## WHAT THE EXERCISE ASKS
Below is a listing; restate from it, character for character, the lines beginning at the line holding "pub fn faded(&self)" and ending at the line holding "so accumulated rounding", both included.

## RECORDS TO USE
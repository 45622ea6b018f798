// syn-kick -- a 909-style kick drum synthesizer
// Copyright (C) 2020  Fabian Thorand
//
// This program is free software: you can redistribute it and/or modify
// it under the terms of the GNU General Public License as published by
// the Free Software Foundation.
//
// A copy of the license can be found in the LICENSE file in the root of
// this repository.

//! Sample-exact linear ramps used for shaping amplitude and pitch.

/// Per-sample increment of a ramp spanning `samples` samples.
///
/// A ramp of zero samples completes in a single step.
pub fn ramp_step(samples: usize) -> f64 {
    if samples > 0 {
        1.0 / samples as f64
    } else {
        1.0
    }
}

/// A linear attack-decay envelope without a sustain phase.
///
/// During the first `attack_samples` steps the level rises by a constant
/// increment, capped at 1.0. Every later step lowers it by a constant
/// decrement, floored at 0.0. Which phase a step belongs to only depends on
/// the number of steps taken so far, not on the current level.
///
/// # Example
///
/// ```
/// use syn_kick::synth::envelope::*;
/// let mut env = AttackDecay::new(2, 4);
/// assert_eq!(env.step(), 0.5);
/// assert_eq!(env.step(), 1.0);
/// assert_eq!(env.step(), 0.75);
/// assert_eq!(env.step(), 0.5);
/// assert_eq!(env.step(), 0.25);
/// assert!(!env.faded());
/// assert_eq!(env.step(), 0.0);
/// assert!(env.faded());
/// assert_eq!(env.step(), 0.0);
/// ```
#[derive(Debug, Clone)]
pub struct AttackDecay {
    attack_samples: usize,
    attack_step: f64,
    decay_step: f64,
    level: f64,
    current_sample: usize,
}

impl AttackDecay {
    pub fn new(attack_samples: usize, decay_samples: usize) -> Self {
        Self {
            attack_samples,
            attack_step: ramp_step(attack_samples),
            decay_step: ramp_step(decay_samples),
            level: 0.0,
            current_sample: 0,
        }
    }

    /// Called for every sample, returning the envelope gain at that sample.
    pub fn step(&mut self) -> f64 {
        if self.current_sample < self.attack_samples {
            self.level = (self.level + self.attack_step).min(1.0);
        } else {
            self.level = (self.level - self.decay_step).max(0.0);
        }
        self.current_sample = self.current_sample.saturating_add(1);
        self.level
    }

    /// Gain returned by the most recent `step`.
    pub fn level(&self) -> f64 {
        self.level
    }

    /// The envelope has faded when all subsequent `step` calls would return zero.
    pub fn faded(&self) -> bool {
        self.current_sample >= self.attack_samples && self.level == 0.0
    }
}

/// A linear ramp from 0.0 to 1.0 over `samples` steps, held at 1.0 afterwards.
///
/// The last step of the ramp lands exactly on 1.0, so accumulated rounding
/// cannot leave the held value a hair below it.
///
/// # Example
///
/// ```
/// use syn_kick::synth::envelope::*;
/// let mut ramp = Rise::new(4);
/// assert_eq!(ramp.step(), 0.25);
/// assert_eq!(ramp.step(), 0.5);
/// assert_eq!(ramp.step(), 0.75);
/// assert_eq!(ramp.step(), 1.0);
/// assert_eq!(ramp.step(), 1.0);
///
/// let mut instant = Rise::new(0);
/// assert_eq!(instant.step(), 0.0);
/// assert_eq!(instant.step(), 0.0);
/// ```
#[derive(Debug, Clone)]
pub struct Rise {
    samples: usize,
    step: f64,
    level: f64,
    current_sample: usize,
}

impl Rise {
    pub fn new(samples: usize) -> Self {
        Self {
            samples,
            step: ramp_step(samples),
            level: 0.0,
            current_sample: 0,
        }
    }

    pub fn step(&mut self) -> f64 {
        if self.current_sample < self.samples {
            self.current_sample += 1;
            self.level = if self.current_sample == self.samples {
                1.0
            } else {
                (self.level + self.step).min(1.0)
            };
        }
        self.level
    }

    pub fn level(&self) -> f64 {
        self.level
    }

    /// Whether the ramp has reached its final value.
    pub fn finished(&self) -> bool {
        self.current_sample >= self.samples
    }
}

#[cfg(test)]
mod test {
    use super::*;

    #[test]
    fn degenerate_ramp_steps() {
        assert_eq!(ramp_step(0), 1.0);
        assert_eq!(ramp_step(1), 1.0);
        assert_eq!(ramp_step(4), 0.25);
    }

    #[test]
    fn instant_attack_decays_immediately() {
        let mut env = AttackDecay::new(0, 0);
        assert_eq!(env.step(), 0.0);
        assert!(env.faded());
    }

    #[test]
    fn single_step_attack_and_decay() {
        let mut env = AttackDecay::new(1, 0);
        assert_eq!(env.step(), 1.0);
        assert_eq!(env.step(), 0.0);
        assert_eq!(env.step(), 0.0);
    }

    #[test]
    fn attack_is_capped() {
        // 7 steps of 1/3 would overshoot without the cap
        let mut env = AttackDecay::new(3, 10);
        env.attack_samples = 7;
        for _ in 0..7 {
            let level = env.step();
            assert!(level <= 1.0);
        }
        assert_eq!(env.level(), 1.0);
    }

    #[test]
    fn attack_decay_bounds() {
        for &(attack, decay) in &[(48, 7200), (288, 21599), (3, 7), (0, 5)] {
            let mut env = AttackDecay::new(attack, decay);
            let mut previous = 0.0;
            for n in 0..(attack + decay + 10) {
                let level = env.step();
                assert!((0.0..=1.0).contains(&level));
                if n < attack {
                    assert!(level >= previous);
                } else {
                    assert!(level <= previous);
                }
                previous = level;
            }
            assert!(env.faded());
        }
    }

    #[test]
    fn rise_reaches_one_exactly() {
        // Summing 1/21599 that many times falls short of 1.0 in f64.
        for &samples in &[1, 7, 14400, 21599] {
            let mut ramp = Rise::new(samples);
            for _ in 0..samples {
                assert!(!ramp.finished());
                let level = ramp.step();
                assert!((0.0..=1.0).contains(&level));
            }
            assert!(ramp.finished());
            assert_eq!(ramp.level(), 1.0);
            assert_eq!(ramp.step(), 1.0);
        }
    }
}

## EXERCISE RESULT
    pub fn faded(&self) -> bool {
        self.current_sample >= self.attack_samples && self.level == 0.0
    }
}

/// A linear ramp from 0.0 to 1.0 over `samples` steps, held at 1.0 afterwards.
///
/// The last step of the ramp lands exactly on 1.0, so accumulated rounding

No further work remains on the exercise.